LAX’s New Metro Station Set To Be Renamed For Cathay Pacific In Nearly $10 Million Deal

Cathay Pacific is poised to buy naming rights to the new LAX Metro station in a five-year deal worth nearly $10 million. This will create the Cathay Pacific / LAX Metro Transit Center in a deal set to be approved by the Metro Executive Management Committee on May 21.

The Hong Kong-based carrier, 30% owned by Chinese state carrier Air China, will get full station branding, map and announcement changes, and 13 train wraps.

The LAX/Metro Transit Center opened last June. It’s the rail and bus gateway to LAX, connecting the airport to regional trains. But the actual connection to the terminal is still buses, not the billion dollars over budget and years-late Skylink people mover. Currently, the bus to the terminals runs about every 10 minutes, from 4 a.m. to 1 a.m.

Eventually, the automated people mover will run 2.25 miles across six stations (3 inside the central terminal area and three outside of it) with trains every 2 minutes at peak and 10 minutes end-to-end.

It began passenger-free testing last month. The system must complete 30 days of uninterrupted operation without significant issues before passengers can ride. It was supposed to open in 2023.

Taking the train to the Cathay Pacific station to fly Delta, Southwest and other airlines out of LAX is certainly interesting. I don’t know whether it’s worth $1.7 million a year to Cathay Pacific for their 3 daily flight.

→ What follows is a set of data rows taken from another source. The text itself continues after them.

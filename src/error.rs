use std::path::{Path, PathBuf};

use thiserror::Error;

/// Errors raised by a tier store while touching the filesystem
#[derive(Debug, Error)]
pub enum StoreError {
    /// Writing a tier file failed
    #[error("Failed writing {}: {source}", .path.display())]
    Write {
        path: PathBuf,
        #[source]
        source: std::io::Error,
    },

    /// Removing a tier file failed for a reason other than it being absent
    #[error("Failed deleting {}: {source}", .path.display())]
    Remove {
        path: PathBuf,
        #[source]
        source: std::io::Error,
    },

    /// Probing a tier file failed
    #[error("Failed probing {}: {source}", .path.display())]
    Probe {
        path: PathBuf,
        #[source]
        source: std::io::Error,
    },
}

impl StoreError {
    /// Path of the file the failed operation targeted.
    pub fn path(&self) -> &Path {
        match self {
            StoreError::Write { path, .. }
            | StoreError::Remove { path, .. }
            | StoreError::Probe { path, .. } => path,
        }
    }
}

/// Errors that can occur while deriving resized variants
#[derive(Debug, Clone, Error)]
pub enum ResizeError {
    /// Source bytes are not a PNG or JPEG image the decoder understands
    #[error("Unsupported image format: {reason}")]
    UnsupportedFormat { reason: String },

    /// Source bytes could not be decoded
    #[error("Failed to decode image: {message}")]
    Decode { message: String },

    /// A variant could not be re-encoded
    #[error("Failed to encode {bound}px variant: {message}")]
    Encode { bound: u32, message: String },
}

/// Request-level failures of the cover endpoints.
///
/// Every variant maps to exactly one HTTP status and client-visible message.
#[derive(Debug, Error)]
pub enum CoverError {
    /// Request body is not `multipart/form-data`
    #[error("Request must be multipart/form-data with a file")]
    NotMultipart,

    /// Multipart body carries no file part, or the file part has no filename
    #[error("No file uploaded")]
    NoFile,

    /// File bytes crossed the configured cap while streaming
    #[error("File too big! Cover should be smaller than {}.", limit_label(.limit))]
    TooLarge { limit: usize },

    /// Declared content type is not an accepted image type
    #[error("Invalid file type")]
    InvalidType { content_type: Option<String> },

    /// Filename could escape its tier directory
    #[error("Invalid file name")]
    InvalidFilename { filename: String },

    /// Filename is present in no tier
    #[error("Cover '{filename}' does not exist")]
    NotFound { filename: String },

    /// Uploaded image could not be decoded or re-encoded
    #[error("Failed processing image: {0}")]
    Resize(#[from] ResizeError),

    /// A tier file could not be written
    #[error("Failed writing {}", .0.path().display())]
    Write(#[source] StoreError),

    /// A tier file could not be removed
    #[error("Failed deleting {}", .0.path().display())]
    Delete(#[source] StoreError),

    /// Existence probe failed before any deletion happened
    #[error("Failed probing {}", .0.path().display())]
    Probe(#[source] StoreError),

    /// Blocking resize task panicked or was cancelled
    #[error("Image processing task failed: {message}")]
    Task { message: String },
}

/// Human-readable upload cap: whole megabytes when exact, bytes otherwise.
fn limit_label(limit: &usize) -> String {
    if *limit >= 1_000_000 && *limit % 1_000_000 == 0 {
        format!("{}MB", limit / 1_000_000)
    } else {
        format!("{} bytes", limit)
    }
}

It seems like a U.S. domestic airline could better leverage that cost across its more dominant position at the airport.

At the same time, it’s likely that passengers using the station will tend to skew lower income than airline passengers overall.

72% of LAX Metro riders as a whole (not station-specific to LAX) have household incomes under $50,000. It’s likely that LAX passengers are higher-income than that, but lower income than those arriving via other means. That may make the payback to the station sponsor harder, and suggest that Cathay Pacific is willing to pay a 70% premium over what metro points out that BetMGM pays to brand New Jersey Transit’s Meadownlands Rail Line.

(HT: @PointsToPointB)

About Gary Leff

Gary Leff is one of the foremost experts in the field of miles, points, and frequent business travel - a topic he has covered since 2002. Co-founder of frequent flyer community InsideFlyer.com, emcee of the Freddie Awards, and named one of the "World's Top Travel Experts" by Conde' Nast Traveler (2010-Present) Gary has been a guest on most major news media, profiled in several top print publications, and published broadly on the topic of consumer loyalty. More About Gary »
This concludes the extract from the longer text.